Search the records below for the string "PrometheusBuilder" and copy each line where it turns up.
--- Available data ---
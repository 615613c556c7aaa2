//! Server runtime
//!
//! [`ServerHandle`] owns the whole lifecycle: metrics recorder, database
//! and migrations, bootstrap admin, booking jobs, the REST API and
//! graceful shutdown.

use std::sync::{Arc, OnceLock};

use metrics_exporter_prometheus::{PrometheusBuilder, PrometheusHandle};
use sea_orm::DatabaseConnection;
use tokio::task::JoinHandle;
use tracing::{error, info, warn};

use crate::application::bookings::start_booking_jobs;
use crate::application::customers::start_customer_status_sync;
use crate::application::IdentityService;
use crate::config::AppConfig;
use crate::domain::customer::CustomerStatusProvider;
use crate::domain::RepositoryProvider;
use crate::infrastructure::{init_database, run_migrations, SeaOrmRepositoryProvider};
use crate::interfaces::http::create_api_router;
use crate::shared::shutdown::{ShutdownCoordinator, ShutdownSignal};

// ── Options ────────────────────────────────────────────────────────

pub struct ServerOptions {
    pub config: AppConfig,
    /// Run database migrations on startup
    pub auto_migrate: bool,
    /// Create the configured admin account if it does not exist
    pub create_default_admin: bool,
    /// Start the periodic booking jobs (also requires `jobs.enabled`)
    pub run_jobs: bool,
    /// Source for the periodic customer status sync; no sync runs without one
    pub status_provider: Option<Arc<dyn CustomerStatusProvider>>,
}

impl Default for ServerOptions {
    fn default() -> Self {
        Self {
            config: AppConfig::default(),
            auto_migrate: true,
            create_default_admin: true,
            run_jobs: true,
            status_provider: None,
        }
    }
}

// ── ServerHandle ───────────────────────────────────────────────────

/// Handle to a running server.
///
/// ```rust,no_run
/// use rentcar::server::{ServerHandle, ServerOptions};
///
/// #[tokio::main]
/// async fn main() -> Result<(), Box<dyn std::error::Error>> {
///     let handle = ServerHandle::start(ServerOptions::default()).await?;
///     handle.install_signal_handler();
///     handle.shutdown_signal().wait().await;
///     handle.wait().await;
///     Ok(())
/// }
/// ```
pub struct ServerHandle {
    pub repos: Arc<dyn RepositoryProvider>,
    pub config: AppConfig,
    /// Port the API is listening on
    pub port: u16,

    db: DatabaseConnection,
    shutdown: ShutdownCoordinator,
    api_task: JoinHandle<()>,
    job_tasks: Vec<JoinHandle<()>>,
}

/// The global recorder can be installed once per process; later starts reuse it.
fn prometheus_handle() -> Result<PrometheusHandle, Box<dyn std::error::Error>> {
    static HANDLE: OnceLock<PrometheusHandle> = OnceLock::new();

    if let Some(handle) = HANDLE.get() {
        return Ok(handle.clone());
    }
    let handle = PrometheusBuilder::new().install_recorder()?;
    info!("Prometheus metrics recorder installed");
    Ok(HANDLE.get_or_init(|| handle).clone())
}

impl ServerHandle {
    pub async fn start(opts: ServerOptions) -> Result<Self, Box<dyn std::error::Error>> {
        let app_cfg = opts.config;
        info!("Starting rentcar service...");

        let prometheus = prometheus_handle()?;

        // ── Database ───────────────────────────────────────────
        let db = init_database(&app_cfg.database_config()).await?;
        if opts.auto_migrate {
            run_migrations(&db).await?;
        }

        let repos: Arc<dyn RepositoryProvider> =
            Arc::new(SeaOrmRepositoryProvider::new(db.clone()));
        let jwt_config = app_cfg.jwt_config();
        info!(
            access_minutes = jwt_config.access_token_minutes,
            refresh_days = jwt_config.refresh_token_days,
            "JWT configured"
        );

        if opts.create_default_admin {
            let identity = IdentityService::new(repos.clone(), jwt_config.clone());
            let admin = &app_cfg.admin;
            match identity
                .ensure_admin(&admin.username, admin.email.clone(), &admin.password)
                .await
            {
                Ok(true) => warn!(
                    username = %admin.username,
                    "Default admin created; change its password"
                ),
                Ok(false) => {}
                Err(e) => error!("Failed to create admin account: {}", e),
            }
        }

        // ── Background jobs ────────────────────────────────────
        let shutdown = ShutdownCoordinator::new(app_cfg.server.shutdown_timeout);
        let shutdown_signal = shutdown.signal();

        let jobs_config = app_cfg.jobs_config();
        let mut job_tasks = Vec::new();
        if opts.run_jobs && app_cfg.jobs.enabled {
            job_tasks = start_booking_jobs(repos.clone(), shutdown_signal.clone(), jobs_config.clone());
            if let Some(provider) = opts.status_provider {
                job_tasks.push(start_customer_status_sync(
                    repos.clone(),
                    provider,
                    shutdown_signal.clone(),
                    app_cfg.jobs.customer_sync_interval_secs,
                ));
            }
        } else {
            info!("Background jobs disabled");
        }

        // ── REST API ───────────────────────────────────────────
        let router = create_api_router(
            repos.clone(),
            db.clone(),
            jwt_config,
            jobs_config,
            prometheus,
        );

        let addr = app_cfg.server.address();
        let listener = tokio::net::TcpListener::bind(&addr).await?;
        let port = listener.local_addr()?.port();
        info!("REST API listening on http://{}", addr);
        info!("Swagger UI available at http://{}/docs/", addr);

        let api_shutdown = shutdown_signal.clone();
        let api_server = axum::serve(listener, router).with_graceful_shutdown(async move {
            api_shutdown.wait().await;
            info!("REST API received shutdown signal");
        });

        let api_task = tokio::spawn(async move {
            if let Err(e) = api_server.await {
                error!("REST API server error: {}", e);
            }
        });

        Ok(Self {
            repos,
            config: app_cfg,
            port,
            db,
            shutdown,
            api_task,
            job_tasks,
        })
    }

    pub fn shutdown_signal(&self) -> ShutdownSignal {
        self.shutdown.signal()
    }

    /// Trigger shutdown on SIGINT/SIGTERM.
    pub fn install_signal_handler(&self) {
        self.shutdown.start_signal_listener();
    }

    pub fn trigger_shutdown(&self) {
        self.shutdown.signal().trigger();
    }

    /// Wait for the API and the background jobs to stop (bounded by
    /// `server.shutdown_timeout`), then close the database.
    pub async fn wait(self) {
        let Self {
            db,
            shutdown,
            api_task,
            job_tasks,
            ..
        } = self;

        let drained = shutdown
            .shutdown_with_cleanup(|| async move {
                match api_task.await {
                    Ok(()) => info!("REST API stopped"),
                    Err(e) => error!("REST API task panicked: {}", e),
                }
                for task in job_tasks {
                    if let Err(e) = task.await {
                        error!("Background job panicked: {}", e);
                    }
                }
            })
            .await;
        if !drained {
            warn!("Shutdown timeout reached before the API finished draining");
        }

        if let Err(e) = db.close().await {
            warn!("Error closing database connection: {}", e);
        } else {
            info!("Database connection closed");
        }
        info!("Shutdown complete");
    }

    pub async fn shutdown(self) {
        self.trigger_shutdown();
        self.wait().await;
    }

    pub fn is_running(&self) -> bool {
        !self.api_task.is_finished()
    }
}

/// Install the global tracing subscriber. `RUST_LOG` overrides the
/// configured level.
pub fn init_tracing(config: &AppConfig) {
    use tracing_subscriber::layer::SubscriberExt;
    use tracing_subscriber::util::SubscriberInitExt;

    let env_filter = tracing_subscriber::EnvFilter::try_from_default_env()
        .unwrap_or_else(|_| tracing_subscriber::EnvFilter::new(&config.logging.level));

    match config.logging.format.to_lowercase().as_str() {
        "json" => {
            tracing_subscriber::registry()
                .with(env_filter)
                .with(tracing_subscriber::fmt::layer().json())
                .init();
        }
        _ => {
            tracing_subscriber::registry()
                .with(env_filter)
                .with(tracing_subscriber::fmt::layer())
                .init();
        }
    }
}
---
Expected output:
use metrics_exporter_prometheus::{PrometheusBuilder, PrometheusHandle};
    let handle = PrometheusBuilder::new().install_recorder()?;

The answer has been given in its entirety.